I have always had a vague aversion to the word. Mainly because I vaguely associate it with female chauvinism, which is one of my major pet peeves. I happen to like men; of the people I've known personally, I've had far more quarrels and abuse issues with women than with men; and my general goal with this sort of thing is equality. I get pissy when either primary gender treats the other like second-class people who think only with their dicks/uteri/wallets/cars/mall gift cards. It strikes me as defeated the point.
And that association--is the sort of thing one just sort of osmoses from the culture. Along with the idea that feminism has done its job--hey, look, we can vote, we don't have to take our husband's name, there are ovaries present in sports and politics well, sort of, and we're all over the workplace making less money.
So, yeah, I didn't consider myself a feminist, because the culture has tacked a miasma of "radical man-hating" around the word. (I did know enough to know that there's sex-positive feminism, versus the old all-sex-is-rape trope that gets trotted out now and then by people who don't like Firefly, but I admit that that was pretty much it.) And I like my bras, because otherwise they bounce and it hurts; and I have a decent prospect in life; etcetera. Mostly you'd just hear me ranting from time to time about how I believe in equal-opportunity consensual objectification, thank you. (Which I blame on reading Elfquest at a young age, where all the hot elves of both genders are half-naked and horny.) Or the bits of annoyance that, yeah, it's not exactly fair that possessing one set of genitals gets you held to a beauty standard that entails spending massive amounts of time and effort and money, not to mention starving yourself and wearing uncomfortable shoes, while possessing the other set of genitals entails you to shave only the visible bits. Especially the starving yourself bit; that I get cranky about, especially after reading
another blog. But.
I think my train of thought has--not quite derailed, but has paused at an intersection of several tracks and is sitting, mulling, and sending the people out with the blankets for the sleeper cars. But at least it's acquired a shiny new label to add to its collection: feminist.

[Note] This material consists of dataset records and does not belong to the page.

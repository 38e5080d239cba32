//! Serializable backtest configuration.

use serde::{Deserialize, Serialize};
use std::path::{Path, PathBuf};
use thiserror::Error;
use ticklab_core::strategy::StrategySpec;

/// Unique identifier for a backtest run (content-addressable hash).
pub type RunId = String;

/// Errors from loading or validating a run configuration.
#[derive(Debug, Error)]
pub enum ConfigError {
    #[error("cannot read config file '{path}': {source}")]
    Io {
        path: PathBuf,
        source: std::io::Error,
    },
    #[error("cannot parse config file: {0}")]
    Parse(#[from] toml::de::Error),
    #[error("initial_money must be a non-negative, finite amount, got {0}")]
    InvalidInitialMoney(f64),
}

/// Configuration for a single backtest run.
///
/// Captures everything needed to reproduce the run: the tape file, the
/// strategy and its option bag, and the execution/portfolio parameters.
#[derive(Debug, Clone, PartialEq, Serialize, Deserialize)]
pub struct BacktestConfig {
    /// Path to the historical tape CSV.
    pub data_file: PathBuf,

    /// Strategy selection plus its option bag.
    pub strategy: StrategySpec,

    /// Delay between order submission and resolution, in seconds.
    #[serde(default)]
    pub latency: f64,

    /// Flat cost charged per executed order.
    #[serde(default)]
    pub order_cost: f64,

    /// Starting cash.
    #[serde(default = "default_initial_money")]
    pub initial_money: f64,

    /// Starting stock quantity.
    #[serde(default)]
    pub initial_stock: u64,
}

fn default_initial_money() -> f64 {
    10_000.0
}

impl BacktestConfig {
    pub fn from_toml_file(path: &Path) -> Result<Self, ConfigError> {
        let text = std::fs::read_to_string(path).map_err(|source| ConfigError::Io {
            path: path.to_path_buf(),
            source,
        })?;
        let config: Self = toml::from_str(&text)?;
        config.validate()?;
        Ok(config)
    }

    /// Parameter checks the type system cannot express. Strategy and
    /// execution parameters are validated by their own constructors.
    pub fn validate(&self) -> Result<(), ConfigError> {
        if !self.initial_money.is_finite() || self.initial_money < 0.0 {
            return Err(ConfigError::InvalidInitialMoney(self.initial_money));
        }
        Ok(())
    }

    /// Computes a deterministic hash ID for this configuration.
    ///
    /// Two runs with identical configs share a RunId, which is what makes
    /// determinism checkable across invocations.
    pub fn run_id(&self) -> RunId {
        let json = serde_json::to_string(self).expect("BacktestConfig serialization failed");
        let hash = blake3::hash(json.as_bytes());
        hash.to_hex().to_string()
    }
}
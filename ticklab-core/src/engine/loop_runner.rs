//! Tick-by-tick event loop — the heart of the replay engine.
//!
//! Per observation, in order:
//! 1. Expose the visible prefix of the tape to the strategy (causality
//!    guard: the slice ends at the current tick, so the strategy cannot see
//!    the future).
//! 2. Stamp each request into an order at the current timestamp.
//! 3. Resolve each order through the execution model.
//! 4. Apply fills under the clamp policy.
//! 5. Append a trace record with the post-fill portfolio snapshot.
//!
//! Tape exhausted is the normal terminal condition. The loop performs no
//! I/O, reads no clock, and uses no RNG — identical inputs replay to
//! bit-identical traces.

use crate::domain::{IdGen, MarketTape, Order, Portfolio, TickRecord, Trace};
use crate::execution::ExecutionModel;
use crate::strategy::Strategy;

/// Replay `tape` through `strategy`, resolving orders via `execution` and
/// mutating `portfolio`, which the engine owns for the duration of the run.
/// The returned trace carries a portfolio snapshot per tick; the final
/// snapshot is the frozen end state.
pub fn run_backtest(
    tape: &MarketTape,
    strategy: &mut dyn Strategy,
    execution: &ExecutionModel,
    mut portfolio: Portfolio,
) -> Trace {
    let mut trace = Trace::new(tape.symbol());
    let mut id_gen = IdGen::default();
    let observations = tape.observations();

    for (index, obs) in observations.iter().enumerate() {
        let visible = &observations[..=index];
        debug_assert!(
            visible.last().map(|o| o.timestamp) == Some(obs.timestamp),
            "visible history must end at the current tick"
        );

        let requests = strategy.decide(visible, &portfolio);

        let mut orders = Vec::with_capacity(requests.len());
        let mut fills = Vec::with_capacity(requests.len());
        let mut shortfalls = Vec::new();

        for request in requests {
            if request.quantity == 0 {
                continue;
            }
            let order = Order {
                id: id_gen.next_order_id(),
                side: request.side,
                quantity: request.quantity,
                limit: request.limit,
                submitted_at: obs.timestamp,
            };
            let fill = execution.execute(&order, tape);
            if let Some(shortfall) =
                super::portfolio_update::apply_fill(&mut portfolio, &order, &fill)
            {
                shortfalls.push(shortfall);
            }
            orders.push(order);
            fills.push(fill);
        }

        let mark = if obs.has_both_sides() {
            obs.mid_price()
        } else {
            obs.last_price
        };

        trace.push(TickRecord {
            timestamp: obs.timestamp,
            portfolio: portfolio.clone(),
            orders,
            fills,
            shortfalls,
            mark,
        });
    }

    trace
}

On an irrelevant note (B-flat!), I give you
the "501(c)(3) non-profit organization dedicated to toasters - yes, that's correct, the kitchen appliance." On a Stars related note (A!), I need to reboot my writerbrain. (
kink_bingo fucking exhausted me.) I've been poking at it. Brainstorming. Got my hands on the scans of the old origin stories for Ant-Man and the Wasp, and Hen's past and inner life is finally coming together in my head. And it's also become clear that this fic is spawning sequels. God help us all. Mostly the Yellowjacket arc, which would need to be in a separate thing for timeline and tone issues, and which I'm, frankly, fucking terrified of writing. All issues of huge sprawling writing projects aside, I know how it should go, and I don't know if I can go there.